Slow response to loss of glycemic control in type 2 diabetes mellitus

Background: To achieve glycemic control in type 2 diabetes mellitus, the American Diabetes Association (ADA) recommends intensification of glucose-lowering therapy when the glycosylated hemoglobin (HbA(1c)) level exceeds 8.0%. Objective: To, study glycemic control before and after initiation of secondary antihyperglycemic therapy to better understand the pace and patterns of therapeutic failure and clinical responses to failure. Study Design: A retrospective, population-based observational study. Patients and Methods: From a 12-year-old diabetes registry of members of Kaiser Permanente Northwest, a large group-model HMO, we tracked the glycemic control histories of all 570 registrants who, in 1998, added metformin therapy to sulphonylurea monotherapy. Results: The last HbA(1c) level before metformin use averaged 9.4%. Metabolic decompensation accelerated over time: Patients typically spent numerous months at and had several measurements of HbA(1c) >8.0% before a final glycemic spike to >9.0%. Persons experiencing more gradual failure accumulated greater glycemic burdens before changing therapy.
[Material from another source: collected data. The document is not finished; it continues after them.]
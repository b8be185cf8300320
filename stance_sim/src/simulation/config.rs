// stance_sim/src/simulation/config.rs

use std::path::Path;

use figment::{
    providers::{Format, Serialized, Toml},
    Figment,
};
use nalgebra::Vector3;
use serde::{Deserialize, Serialize};
use stance_core::config::{
    serde_helpers, AngularVelocitySensorConfiguration, EstimatorParameters, LinearAccelerationSensorConfiguration,
    NoiseSpec, OrientationSensorConfiguration, PointSensorConfiguration, Pose, SensorConfiguration,
};

use super::SimulationError;

// =========================================================================
// == Top-Level Scenario ==
// =========================================================================

/// Everything one evaluation run needs. Parsed from a scenario TOML file laid
/// over `ScenarioConfig::default()`, so a file only lists what it changes.
#[derive(Debug, Clone, PartialEq, Serialize, Deserialize)]
#[serde(deny_unknown_fields)]
pub struct ScenarioConfig {
    #[serde(default)]
    pub simulation: SimulationSection,
    #[serde(default)]
    pub trajectory: TrajectoryConfig,
    #[serde(default)]
    pub noise: SensorNoiseConfig,
    #[serde(default)]
    pub estimator: EstimatorParameters,
    /// The estimator's sensor list. Samples are synthesized for every entry.
    #[serde(default)]
    pub sensors: Vec<SensorConfiguration>,
}

impl Default for ScenarioConfig {
    fn default() -> Self {
        Self {
            simulation: SimulationSection::default(),
            trajectory: TrajectoryConfig::default(),
            noise: SensorNoiseConfig::default(),
            estimator: EstimatorParameters {
                estimation_body: Some("torso".to_string()),
                angular_acceleration_noise: NoiseSpec::StdDev(0.5),
                com_acceleration_noise: NoiseSpec::StdDev(0.5),
                ..Default::default()
            },
            sensors: default_sensors(),
        }
    }
}

impl ScenarioConfig {
    /// Loads `path` on top of the built-in defaults.
    pub fn load(path: impl AsRef<Path>) -> Result<Self, SimulationError> {
        let config: Self = Figment::from(Serialized::defaults(Self::default()))
            .merge(Toml::file(path.as_ref()))
            .extract()
            .map_err(Box::new)?;
        config.validate()?;
        Ok(config)
    }

    pub fn validate(&self) -> Result<(), SimulationError> {
        if !(self.simulation.duration_seconds.is_finite() && self.simulation.duration_seconds > 0.0) {
            return Err(SimulationError::InvalidScenario(format!(
                "duration_seconds must be positive, got {}",
                self.simulation.duration_seconds
            )));
        }
        if !(0.0..=1.0).contains(&self.noise.point_dropout) {
            return Err(SimulationError::InvalidScenario(format!(
                "point_dropout must be a probability, got {}",
                self.noise.point_dropout
            )));
        }
        self.estimator.validate()?;
        Ok(())
    }

    pub fn tick_count(&self) -> usize {
        (self.simulation.duration_seconds / self.estimator.control_dt).round() as usize
    }
}

// =========================================================================
// == Sections ==
// =========================================================================

#[derive(Debug, Clone, PartialEq, Serialize, Deserialize)]
#[serde(deny_unknown_fields, default)]
pub struct SimulationSection {
    /// Seed for the noise generator. A fresh seed is drawn when absent.
    pub seed: Option<u64>,
    pub duration_seconds: f64,
}

impl Default for SimulationSection {
    fn default() -> Self {
        Self {
            seed: Some(7),
            duration_seconds: 10.0,
        }
    }
}

/// Analytic ground-truth motion of the demo biped.
#[derive(Debug, Clone, PartialEq, Serialize, Deserialize)]
#[serde(deny_unknown_fields, default)]
pub struct TrajectoryConfig {
    /// Fixed axis the pelvis rotates about, in world. Normalized on use.
    #[serde(with = "serde_helpers::vec3_from_array")]
    pub rotation_axis: Vector3<f64>,
    /// Constant part of the rotation rate, rad/s.
    pub rotation_rate: f64,
    /// Amplitude of the oscillating part of the rotation angle, rad.
    pub rotation_amplitude: f64,
    /// Frequency of the oscillating part, rad/s.
    pub rotation_frequency: f64,
    /// Pelvis position at rest, world.
    #[serde(with = "serde_helpers::vec3_from_array")]
    pub base_position: Vector3<f64>,
    /// Per-axis amplitude of the sinusoidal pelvis translation, m.
    #[serde(with = "serde_helpers::vec3_from_array")]
    pub translation_amplitude: Vector3<f64>,
    /// Frequency of the pelvis translation, rad/s.
    pub translation_frequency: f64,
    /// Amplitude of every joint's oscillation, rad.
    pub joint_amplitude: f64,
    /// Frequency of every joint's oscillation, rad/s.
    pub joint_frequency: f64,
}

impl Default for TrajectoryConfig {
    fn default() -> Self {
        Self {
            rotation_axis: Vector3::new(0.2, 0.1, 1.0),
            rotation_rate: 0.3,
            rotation_amplitude: 0.2,
            rotation_frequency: 2.0,
            base_position: Vector3::new(0.0, 0.0, 0.9),
            translation_amplitude: Vector3::new(0.1, 0.05, 0.02),
            translation_frequency: 1.5,
            joint_amplitude: 0.3,
            joint_frequency: 3.0,
        }
    }
}

/// Noise applied while synthesizing samples.
#[derive(Debug, Clone, PartialEq, Serialize, Deserialize)]
#[serde(deny_unknown_fields, default)]
pub struct SensorNoiseConfig {
    /// Rotation-vector standard deviation of orientation samples, rad.
    pub orientation_std: f64,
    pub gyro_std: f64,
    /// Constant gyro bias in the measurement frame, rad/s.
    #[serde(with = "serde_helpers::vec3_from_array")]
    pub gyro_bias: Vector3<f64>,
    pub accel_std: f64,
    #[serde(with = "serde_helpers::vec3_from_array")]
    pub accel_bias: Vector3<f64>,
    pub point_velocity_std: f64,
    pub point_position_std: f64,
    /// Probability that a point sample is missing on a given tick.
    pub point_dropout: f64,
    /// Body carrying the point that point sensors observe.
    pub contact_body: String,
    /// The observed point in `contact_body` coordinates.
    #[serde(with = "serde_helpers::vec3_from_array")]
    pub contact_point: Vector3<f64>,
    pub encoder_position_std: f64,
    pub encoder_velocity_std: f64,
    /// Noise on the commanded accelerations fed to the process model.
    pub input_std: f64,
}

impl Default for SensorNoiseConfig {
    fn default() -> Self {
        Self {
            orientation_std: 0.005,
            gyro_std: 0.01,
            gyro_bias: Vector3::new(0.01, -0.02, 0.005),
            accel_std: 0.05,
            accel_bias: Vector3::zeros(),
            point_velocity_std: 0.02,
            point_position_std: 0.01,
            point_dropout: 0.2,
            contact_body: "left_foot".to_string(),
            contact_point: Vector3::new(0.05, 0.0, -0.05),
            encoder_position_std: 1e-4,
            encoder_velocity_std: 1e-3,
            input_std: 0.05,
        }
    }
}

/// A pelvis IMU plus point velocity and position on the contact foot.
fn default_sensors() -> Vec<SensorConfiguration> {
    vec![
        SensorConfiguration::Orientation(OrientationSensorConfiguration {
            name: "pelvis_imu_orientation".to_string(),
            body: "pelvis".to_string(),
            mounting: Pose::default(),
            noise: NoiseSpec::StdDev(0.005),
        }),
        SensorConfiguration::AngularVelocity(AngularVelocitySensorConfiguration {
            name: "pelvis_imu_gyro".to_string(),
            body: "pelvis".to_string(),
            mounting: Pose::default(),
            noise: NoiseSpec::StdDev(0.01),
            bias_noise: Some(NoiseSpec::StdDev(1e-3)),
        }),
        SensorConfiguration::LinearAcceleration(LinearAccelerationSensorConfiguration {
            name: "pelvis_imu_accel".to_string(),
            body: "pelvis".to_string(),
            mounting: Pose::default(),
            noise: NoiseSpec::StdDev(0.05),
            bias_noise: None,
            gravity_z: 9.81,
        }),
        SensorConfiguration::PointVelocity(PointSensorConfiguration {
            name: "left_foot_velocity".to_string(),
            noise: NoiseSpec::StdDev(0.02),
        }),
        SensorConfiguration::PointPosition(PointSensorConfiguration {
            name: "left_foot_position".to_string(),
            noise: NoiseSpec::StdDev(0.01),
        }),
    ]
}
Conclusions: The level of HbA(1c) that seemed to trigger glucose-lowering action was 9.0% or higher, not 8.0% as recommended by the ADA. A substantial hyperglycemic peak preceded change in therapy even in this relatively tightly controlled population with type 2 diabetes mellitus. Earlier therapeutic changes, but not more frequent testing, would prevent the glycemic excursions we observed. Low mean HbA(1c) levels in populations do not necessarily indicate that loss of glycemic control is being rapidly addressed for most patients. More research is needed to estimate the impact of these peaks on current well-being and future complications.